Description of the task: Throughout the listing that follows, find each line with the word "PeerConnector" and copy it.

Input:
*****

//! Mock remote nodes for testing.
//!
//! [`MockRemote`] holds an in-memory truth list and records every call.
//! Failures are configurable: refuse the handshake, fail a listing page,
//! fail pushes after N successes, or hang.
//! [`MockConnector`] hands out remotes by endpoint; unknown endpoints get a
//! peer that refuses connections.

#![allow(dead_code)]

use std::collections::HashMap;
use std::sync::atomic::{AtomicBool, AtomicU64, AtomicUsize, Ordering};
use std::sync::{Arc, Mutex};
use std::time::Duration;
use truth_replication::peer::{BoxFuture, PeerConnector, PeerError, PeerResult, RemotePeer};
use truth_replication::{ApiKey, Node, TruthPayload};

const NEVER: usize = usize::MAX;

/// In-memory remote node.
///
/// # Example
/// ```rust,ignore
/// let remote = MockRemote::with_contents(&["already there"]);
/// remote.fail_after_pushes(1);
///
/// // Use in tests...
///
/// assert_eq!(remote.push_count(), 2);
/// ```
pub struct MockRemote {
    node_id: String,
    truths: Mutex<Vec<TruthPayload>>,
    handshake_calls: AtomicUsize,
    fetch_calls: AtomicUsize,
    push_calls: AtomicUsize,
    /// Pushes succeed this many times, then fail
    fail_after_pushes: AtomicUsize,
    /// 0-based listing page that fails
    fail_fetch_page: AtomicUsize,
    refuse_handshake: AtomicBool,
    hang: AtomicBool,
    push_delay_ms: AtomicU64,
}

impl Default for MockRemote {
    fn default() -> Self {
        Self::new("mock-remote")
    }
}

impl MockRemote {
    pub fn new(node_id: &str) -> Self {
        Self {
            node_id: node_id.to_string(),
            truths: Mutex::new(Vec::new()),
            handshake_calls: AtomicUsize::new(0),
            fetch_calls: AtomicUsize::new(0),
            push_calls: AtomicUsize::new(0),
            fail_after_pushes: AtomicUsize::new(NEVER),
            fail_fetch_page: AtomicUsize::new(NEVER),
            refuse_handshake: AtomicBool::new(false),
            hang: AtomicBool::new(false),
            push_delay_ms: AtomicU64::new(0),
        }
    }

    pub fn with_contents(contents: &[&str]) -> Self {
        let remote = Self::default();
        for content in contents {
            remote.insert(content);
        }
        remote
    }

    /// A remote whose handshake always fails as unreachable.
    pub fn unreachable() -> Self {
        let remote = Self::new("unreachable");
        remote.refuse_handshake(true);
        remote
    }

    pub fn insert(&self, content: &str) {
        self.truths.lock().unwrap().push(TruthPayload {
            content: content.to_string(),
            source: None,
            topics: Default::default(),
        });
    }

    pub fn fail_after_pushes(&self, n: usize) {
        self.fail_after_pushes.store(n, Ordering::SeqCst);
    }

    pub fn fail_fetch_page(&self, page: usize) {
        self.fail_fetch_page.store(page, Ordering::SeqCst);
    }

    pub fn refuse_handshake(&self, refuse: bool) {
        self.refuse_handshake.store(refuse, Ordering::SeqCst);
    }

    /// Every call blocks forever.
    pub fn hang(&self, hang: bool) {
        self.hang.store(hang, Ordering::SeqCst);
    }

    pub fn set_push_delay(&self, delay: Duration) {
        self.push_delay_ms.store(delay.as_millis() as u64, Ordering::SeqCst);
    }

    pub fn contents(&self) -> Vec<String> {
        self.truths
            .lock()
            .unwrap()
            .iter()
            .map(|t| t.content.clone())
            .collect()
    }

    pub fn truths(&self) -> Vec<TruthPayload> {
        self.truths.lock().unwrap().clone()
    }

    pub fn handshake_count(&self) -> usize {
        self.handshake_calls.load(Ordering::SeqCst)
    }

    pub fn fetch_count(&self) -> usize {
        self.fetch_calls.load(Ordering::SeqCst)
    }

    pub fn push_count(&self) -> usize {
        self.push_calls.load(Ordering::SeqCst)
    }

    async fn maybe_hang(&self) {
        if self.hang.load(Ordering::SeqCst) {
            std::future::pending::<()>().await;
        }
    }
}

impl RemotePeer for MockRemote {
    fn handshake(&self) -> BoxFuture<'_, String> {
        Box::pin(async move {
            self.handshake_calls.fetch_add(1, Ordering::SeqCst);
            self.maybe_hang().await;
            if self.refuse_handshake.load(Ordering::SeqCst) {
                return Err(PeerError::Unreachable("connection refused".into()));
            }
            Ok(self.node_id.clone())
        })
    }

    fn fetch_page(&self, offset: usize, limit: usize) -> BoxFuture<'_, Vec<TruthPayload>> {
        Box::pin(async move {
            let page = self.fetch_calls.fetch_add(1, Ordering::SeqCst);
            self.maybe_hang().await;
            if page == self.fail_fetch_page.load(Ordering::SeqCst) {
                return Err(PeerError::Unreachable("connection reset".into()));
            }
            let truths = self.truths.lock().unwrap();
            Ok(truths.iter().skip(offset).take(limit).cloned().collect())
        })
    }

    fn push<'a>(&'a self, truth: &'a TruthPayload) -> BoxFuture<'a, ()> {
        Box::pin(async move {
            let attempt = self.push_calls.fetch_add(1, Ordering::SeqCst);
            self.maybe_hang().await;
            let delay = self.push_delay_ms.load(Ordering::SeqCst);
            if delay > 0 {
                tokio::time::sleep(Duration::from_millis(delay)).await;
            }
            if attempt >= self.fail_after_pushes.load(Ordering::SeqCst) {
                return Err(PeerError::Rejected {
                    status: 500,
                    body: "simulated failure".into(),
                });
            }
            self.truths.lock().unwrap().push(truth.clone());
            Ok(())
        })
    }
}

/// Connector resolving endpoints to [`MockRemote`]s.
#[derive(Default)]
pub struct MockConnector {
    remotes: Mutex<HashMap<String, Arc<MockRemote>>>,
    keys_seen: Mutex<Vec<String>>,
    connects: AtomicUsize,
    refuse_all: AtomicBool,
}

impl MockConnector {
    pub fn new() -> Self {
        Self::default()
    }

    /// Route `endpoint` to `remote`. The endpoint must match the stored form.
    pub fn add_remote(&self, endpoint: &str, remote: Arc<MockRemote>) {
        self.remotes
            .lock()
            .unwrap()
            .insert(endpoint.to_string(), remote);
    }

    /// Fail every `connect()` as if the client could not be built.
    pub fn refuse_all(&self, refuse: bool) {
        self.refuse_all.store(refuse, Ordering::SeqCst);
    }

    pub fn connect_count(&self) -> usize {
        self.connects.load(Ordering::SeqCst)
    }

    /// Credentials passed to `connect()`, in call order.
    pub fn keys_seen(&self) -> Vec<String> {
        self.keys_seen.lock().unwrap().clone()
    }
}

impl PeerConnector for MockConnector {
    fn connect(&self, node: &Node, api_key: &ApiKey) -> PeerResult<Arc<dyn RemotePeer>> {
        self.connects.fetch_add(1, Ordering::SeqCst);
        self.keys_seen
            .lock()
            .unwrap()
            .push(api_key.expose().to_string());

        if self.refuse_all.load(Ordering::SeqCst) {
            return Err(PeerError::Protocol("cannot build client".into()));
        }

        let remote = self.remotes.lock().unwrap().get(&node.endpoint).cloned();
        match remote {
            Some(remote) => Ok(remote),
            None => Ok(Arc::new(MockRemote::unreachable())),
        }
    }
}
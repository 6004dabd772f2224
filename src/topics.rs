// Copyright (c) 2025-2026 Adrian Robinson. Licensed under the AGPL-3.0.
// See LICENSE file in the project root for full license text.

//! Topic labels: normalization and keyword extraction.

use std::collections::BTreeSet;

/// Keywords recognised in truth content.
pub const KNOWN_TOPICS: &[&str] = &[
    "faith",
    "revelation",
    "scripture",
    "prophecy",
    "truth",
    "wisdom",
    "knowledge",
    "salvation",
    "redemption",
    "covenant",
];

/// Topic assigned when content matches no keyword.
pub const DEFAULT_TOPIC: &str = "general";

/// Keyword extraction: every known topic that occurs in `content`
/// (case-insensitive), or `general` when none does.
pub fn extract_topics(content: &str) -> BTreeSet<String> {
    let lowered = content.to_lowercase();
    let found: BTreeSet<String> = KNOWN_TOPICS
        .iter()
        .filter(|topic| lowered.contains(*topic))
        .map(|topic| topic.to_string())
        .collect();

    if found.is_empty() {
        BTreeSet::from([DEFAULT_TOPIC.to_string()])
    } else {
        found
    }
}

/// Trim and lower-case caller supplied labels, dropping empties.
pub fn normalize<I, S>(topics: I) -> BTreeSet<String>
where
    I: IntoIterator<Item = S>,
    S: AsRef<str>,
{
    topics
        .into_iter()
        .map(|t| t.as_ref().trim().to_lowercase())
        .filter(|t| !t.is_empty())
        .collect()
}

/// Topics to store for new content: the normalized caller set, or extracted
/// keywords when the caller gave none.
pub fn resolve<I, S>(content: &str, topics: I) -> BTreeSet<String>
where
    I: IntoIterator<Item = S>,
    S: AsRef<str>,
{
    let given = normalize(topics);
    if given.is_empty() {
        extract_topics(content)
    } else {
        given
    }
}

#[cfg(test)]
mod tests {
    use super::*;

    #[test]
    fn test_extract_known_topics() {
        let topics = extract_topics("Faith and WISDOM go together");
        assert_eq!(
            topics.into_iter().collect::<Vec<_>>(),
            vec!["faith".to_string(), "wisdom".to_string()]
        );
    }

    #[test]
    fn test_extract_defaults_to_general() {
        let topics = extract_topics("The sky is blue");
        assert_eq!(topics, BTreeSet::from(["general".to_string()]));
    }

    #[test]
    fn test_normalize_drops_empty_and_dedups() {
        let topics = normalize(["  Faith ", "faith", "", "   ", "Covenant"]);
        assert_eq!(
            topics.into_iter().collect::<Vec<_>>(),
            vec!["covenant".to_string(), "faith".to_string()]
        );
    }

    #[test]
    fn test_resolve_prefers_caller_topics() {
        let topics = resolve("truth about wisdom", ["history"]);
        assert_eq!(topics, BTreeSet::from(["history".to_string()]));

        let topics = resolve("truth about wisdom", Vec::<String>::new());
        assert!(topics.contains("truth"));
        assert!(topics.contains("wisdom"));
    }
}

*****

Answer area:
use truth_replication::peer::{BoxFuture, PeerConnector, PeerError, PeerResult, RemotePeer};
impl PeerConnector for MockConnector {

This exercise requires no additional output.